** Opening Task input block **

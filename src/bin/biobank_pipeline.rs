use std::process::ExitCode;

use clap::{Args, Parser, Subcommand};
use miette::IntoDiagnostic;
use tracing_subscriber::EnvFilter;

use biobank_pipeline::app::Pipeline;
use biobank_pipeline::config::{ConfigLoader, ResolvedConfig};
use biobank_pipeline::error::PipelineError;
use biobank_pipeline::output::JsonOutput;
use biobank_pipeline::publications::{EntrezClient, OfflineClient};

#[derive(Parser)]
#[command(name = "biobank-pipeline")]
#[command(about = "ETL pipeline turning raw biobank exports into research dashboard data")]
#[command(version, author)]
struct Cli {
    /// Path to the pipeline config file (default: biobank-pipeline.json).
    #[arg(long, global = true)]
    config: Option<String>,

    #[command(subcommand)]
    command: Command,
}

#[derive(Subcommand)]
enum Command {
    #[command(about = "Harmonize raw inventory sheets into the sample table")]
    Harmonize,
    #[command(about = "Extract assay rows and declared totals from the tracking workbook")]
    Assays,
    #[command(about = "Resolve citation stubs against the bibliographic index")]
    Publications(PublicationsArgs),
    #[command(about = "Cross-link samples, studies, assays and publications")]
    Link,
    #[command(about = "Validate the linked tables and report findings")]
    Validate,
    #[command(about = "Scrub storage locations for the public sample table")]
    Scrub,
    #[command(about = "Emit the dashboard JSON file set")]
    Emit,
    #[command(about = "Run every stage in order")]
    Run(PublicationsArgs),
}

#[derive(Args, Clone)]
struct PublicationsArgs {
    /// Skip external bibliographic lookups; unresolved stubs stay unresolved.
    #[arg(long)]
    offline: bool,
}

fn main() -> ExitCode {
    if let Err(report) = run() {
        eprintln!("{report:?}");
        if let Some(error) = report.downcast_ref::<PipelineError>() {
            return ExitCode::from(map_exit_code(error));
        }
        return ExitCode::from(1);
    }
    ExitCode::SUCCESS
}

fn map_exit_code(error: &PipelineError) -> u8 {
    match error {
        PipelineError::MissingConfig
        | PipelineError::ConfigRead(_)
        | PipelineError::ConfigParse(_)
        | PipelineError::InputMissing(_)
        | PipelineError::InputRead { .. }
        | PipelineError::CsvParse { .. }
        | PipelineError::JsonParse { .. }
        | PipelineError::StageOutputMissing(_)
        | PipelineError::InvalidStudyCode(_)
        | PipelineError::InvalidBarcode(_) => 2,
        PipelineError::BibliographicHttp(_) | PipelineError::BibliographicStatus { .. } => 3,
        _ => 1,
    }
}

fn run() -> miette::Result<()> {
    tracing_subscriber::fmt()
        .with_env_filter(EnvFilter::from_default_env())
        .with_target(false)
        .with_writer(std::io::stderr)
        .init();

    let cli = Cli::parse();
    let config = ConfigLoader::resolve(cli.config.as_deref()).into_diagnostic()?;

    match cli.command {
        Command::Harmonize => {
            let pipeline = Pipeline::new(config, OfflineClient);
            let report = pipeline.harmonize().into_diagnostic()?;
            JsonOutput::print_stage(&report).into_diagnostic()
        }
        Command::Assays => {
            let pipeline = Pipeline::new(config, OfflineClient);
            let report = pipeline.assays().into_diagnostic()?;
            JsonOutput::print_stage(&report).into_diagnostic()
        }
        Command::Publications(args) => {
            if use_offline(&config, args.offline) {
                let pipeline = Pipeline::new(config, OfflineClient);
                let report = pipeline.publications().into_diagnostic()?;
                JsonOutput::print_stage(&report).into_diagnostic()
            } else {
                let client = EntrezClient::new(&config.lookup).into_diagnostic()?;
                let pipeline = Pipeline::new(config, client);
                let report = pipeline.publications().into_diagnostic()?;
                JsonOutput::print_stage(&report).into_diagnostic()
            }
        }
        Command::Link => {
            let pipeline = Pipeline::new(config, OfflineClient);
            let report = pipeline.link().into_diagnostic()?;
            JsonOutput::print_stage(&report).into_diagnostic()
        }
        Command::Validate => {
            let pipeline = Pipeline::new(config, OfflineClient);
            let report = pipeline.validate().into_diagnostic()?;
            // Findings are advisory; a failed report still exits 0.
            JsonOutput::print_validation(&report).into_diagnostic()
        }
        Command::Scrub => {
            let pipeline = Pipeline::new(config, OfflineClient);
            let report = pipeline.scrub().into_diagnostic()?;
            JsonOutput::print_stage(&report).into_diagnostic()
        }
        Command::Emit => {
            let pipeline = Pipeline::new(config, OfflineClient);
            let summary = pipeline.emit().into_diagnostic()?;
            JsonOutput::print_emit(&summary).into_diagnostic()
        }
        Command::Run(args) => {
            if use_offline(&config, args.offline) {
                let pipeline = Pipeline::new(config, OfflineClient);
                let report = pipeline.run().into_diagnostic()?;
                JsonOutput::print_run(&report).into_diagnostic()
            } else {
                let client = EntrezClient::new(&config.lookup).into_diagnostic()?;
                let pipeline = Pipeline::new(config, client);
                let report = pipeline.run().into_diagnostic()?;
                JsonOutput::print_run(&report).into_diagnostic()
            }
        }
    }
}

fn use_offline(config: &ResolvedConfig, offline_flag: bool) -> bool {
    offline_flag || !config.lookup.enabled
}
use std::collections::BTreeMap;
use std::fs;
use std::io::Read;

use camino::Utf8Path;
use regex::Regex;
use serde::{Deserialize, Serialize};
use tracing::{info, warn};

use crate::domain::{Assay, StudyCode, normalize_sample_type};
use crate::error::PipelineError;

pub const SEQUENCED_SHEET: &str = "sequenced.csv";
pub const COUNTS_SHEET: &str = "counts.csv";

#[derive(Debug, Clone, Default, Serialize, Deserialize)]
pub struct AssayStudySummary {
    pub assays: u64,
    pub total_samples: u64,
}

#[derive(Debug, Clone, Default, Serialize, Deserialize)]
pub struct AssayTable {
    pub assays: Vec<Assay>,
    /// Rows whose study label mapped to no known code. Kept out of the keyed
    /// table but surfaced in the run summary.
    pub unresolved_rows: u64,
    /// Per-study sample totals declared by the tracking workbook, used by the
    /// Validator's sum reconciliation.
    pub declared_totals: BTreeMap<StudyCode, u64>,
    pub warnings: Vec<String>,
    pub summary_by_study: BTreeMap<StudyCode, AssayStudySummary>,
}

impl AssayTable {
    pub fn rebuild_summary(&mut self) {
        let mut summary: BTreeMap<StudyCode, AssayStudySummary> = BTreeMap::new();
        for assay in &self.assays {
            if let Some(code) = &assay.study_code {
                let entry = summary.entry(code.clone()).or_default();
                entry.assays += 1;
                entry.total_samples += assay.sample_count;
            }
        }
        self.summary_by_study = summary;
    }
}

/// Maps tracking-workbook study labels ("Prometheus", "EXHALE") to biobank
/// codes. Labels already in canonical code form pass through unmapped.
pub struct StudyLabelMap {
    by_label: BTreeMap<String, StudyCode>,
    code_shape: Regex,
}

impl StudyLabelMap {
    pub fn new(labels: &BTreeMap<String, StudyCode>) -> Self {
        let by_label = labels
            .iter()
            .map(|(label, code)| (label.trim().to_lowercase(), code.clone()))
            .collect();
        Self {
            by_label,
            code_shape: Regex::new(r"^[A-Za-z]{2}\d{2}-\d{2}$").unwrap(),
        }
    }

    pub fn resolve(&self, label: &str) -> Option<StudyCode> {
        let trimmed = label.trim();
        if let Some(code) = self.by_label.get(&trimmed.to_lowercase()) {
            return Some(code.clone());
        }
        if self.code_shape.is_match(trimmed) {
            return trimmed.parse().ok();
        }
        None
    }
}

pub struct AssayExtractor {
    labels: StudyLabelMap,
}

impl AssayExtractor {
    pub fn new(labels: &BTreeMap<String, StudyCode>) -> Self {
        Self {
            labels: StudyLabelMap::new(labels),
        }
    }

    /// Reads the tracking workbook directory. The sequenced sheet is required;
    /// a missing counts sheet degrades to a warning and empty declared totals.
    pub fn extract_dir(&self, dir: &Utf8Path) -> Result<AssayTable, PipelineError> {
        if !dir.as_std_path().is_dir() {
            return Err(PipelineError::InputMissing(dir.to_path_buf()));
        }

        let sequenced_path = dir.join(SEQUENCED_SHEET);
        if !sequenced_path.as_std_path().is_file() {
            return Err(PipelineError::InputMissing(sequenced_path));
        }
        let sequenced = fs::File::open(sequenced_path.as_std_path()).map_err(|err| {
            PipelineError::InputRead {
                path: sequenced_path.clone(),
                message: err.to_string(),
            }
        })?;

        let mut table = AssayTable::default();
        self.extract_sequenced(sequenced, &mut table)
            .map_err(|err| PipelineError::CsvParse {
                path: sequenced_path,
                message: err.to_string(),
            })?;

        let counts_path = dir.join(COUNTS_SHEET);
        if counts_path.as_std_path().is_file() {
            let counts = fs::File::open(counts_path.as_std_path()).map_err(|err| {
                PipelineError::InputRead {
                    path: counts_path.clone(),
                    message: err.to_string(),
                }
            })?;
            self.extract_counts(counts, &mut table)
                .map_err(|err| PipelineError::CsvParse {
                    path: counts_path,
                    message: err.to_string(),
                })?;
        } else {
            warn!(path = %counts_path, "counts sheet missing, declared totals unavailable");
            table
                .warnings
                .push("counts sheet missing, declared totals unavailable".to_string());
        }

        table.rebuild_summary();
        info!(
            assays = table.assays.len(),
            unresolved = table.unresolved_rows,
            studies = table.summary_by_study.len(),
            "assay tracking extracted"
        );
        Ok(table)
    }

    pub fn extract_sequenced<R: Read>(
        &self,
        reader: R,
        table: &mut AssayTable,
    ) -> Result<(), csv::Error> {
        let mut csv_reader = csv::ReaderBuilder::new().flexible(true).from_reader(reader);
        let headers = csv_reader.headers()?.clone();

        let study_col = find_column(&headers, &["study", "study name", "project"]);
        let assay_col = find_column(&headers, &["assay", "assay name"]);
        let type_col = find_column(&headers, &["sample type", "specimen type"]);
        let count_col = find_column(
            &headers,
            &["# of samples", "number of samples", "sample count", "samples"],
        );

        for (offset, record) in csv_reader.records().enumerate() {
            let row = offset + 2;
            let record = record?;
            let cell = |col: Option<usize>| -> Option<&str> {
                col.and_then(|idx| record.get(idx))
                    .map(str::trim)
                    .filter(|value| !value.is_empty())
            };

            let Some(label) = cell(study_col) else {
                table.unresolved_rows += 1;
                table
                    .warnings
                    .push(format!("{SEQUENCED_SHEET}:{row}: blank study label"));
                continue;
            };
            let study_code = self.labels.resolve(label);
            if study_code.is_none() {
                table.unresolved_rows += 1;
                table.warnings.push(format!(
                    "{SEQUENCED_SHEET}:{row}: unmapped study label \"{label}\""
                ));
            }

            let assay_name = cell(assay_col).unwrap_or("unspecified").to_string();
            let sample_type = cell(type_col)
                .map(normalize_sample_type)
                .unwrap_or_default();
            let sample_count = cell(count_col)
                .and_then(|value| value.replace(',', "").parse::<u64>().ok())
                .unwrap_or(0);

            table.assays.push(Assay {
                study_code,
                study_label: label.to_string(),
                assay_name,
                sample_type,
                sample_count,
            });
        }
        Ok(())
    }

    pub fn extract_counts<R: Read>(
        &self,
        reader: R,
        table: &mut AssayTable,
    ) -> Result<(), csv::Error> {
        let mut csv_reader = csv::ReaderBuilder::new().flexible(true).from_reader(reader);
        let headers = csv_reader.headers()?.clone();

        let study_col = find_column(&headers, &["study code", "study", "study name"]);
        let count_col = find_column(&headers, &["sample count", "count", "total", "samples"]);

        for (offset, record) in csv_reader.records().enumerate() {
            let row = offset + 2;
            let record = record?;
            let label = study_col
                .and_then(|idx| record.get(idx))
                .map(str::trim)
                .unwrap_or_default();
            let count = count_col
                .and_then(|idx| record.get(idx))
                .and_then(|value| value.trim().replace(',', "").parse::<u64>().ok());

            match (self.labels.resolve(label), count) {
                (Some(code), Some(count)) => {
                    // A study repeated across count rows sums its totals.
                    *table.declared_totals.entry(code).or_insert(0) += count;
                }
                _ => {
                    table
                        .warnings
                        .push(format!("{COUNTS_SHEET}:{row}: unusable count row"));
                }
            }
        }
        Ok(())
    }
}

fn find_column(headers: &csv::StringRecord, accepted: &[&str]) -> Option<usize> {
    headers.iter().position(|header| {
        let normalized = header.split_whitespace().collect::<Vec<_>>().join(" ").to_lowercase();
        accepted.contains(&normalized.as_str())
    })
}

** Closing Task input block **

What is needed:
Up to and including the line with "use biobank_pipeline::error::PipelineError;", output each line of the entries above exactly, starting from the first.

Solution below:
filename src/bin/biobank_pipeline.rs
use std::process::ExitCode;

use clap::{Args, Parser, Subcommand};
use miette::IntoDiagnostic;
use tracing_subscriber::EnvFilter;

use biobank_pipeline::app::Pipeline;
use biobank_pipeline::config::{ConfigLoader, ResolvedConfig};
use biobank_pipeline::error::PipelineError;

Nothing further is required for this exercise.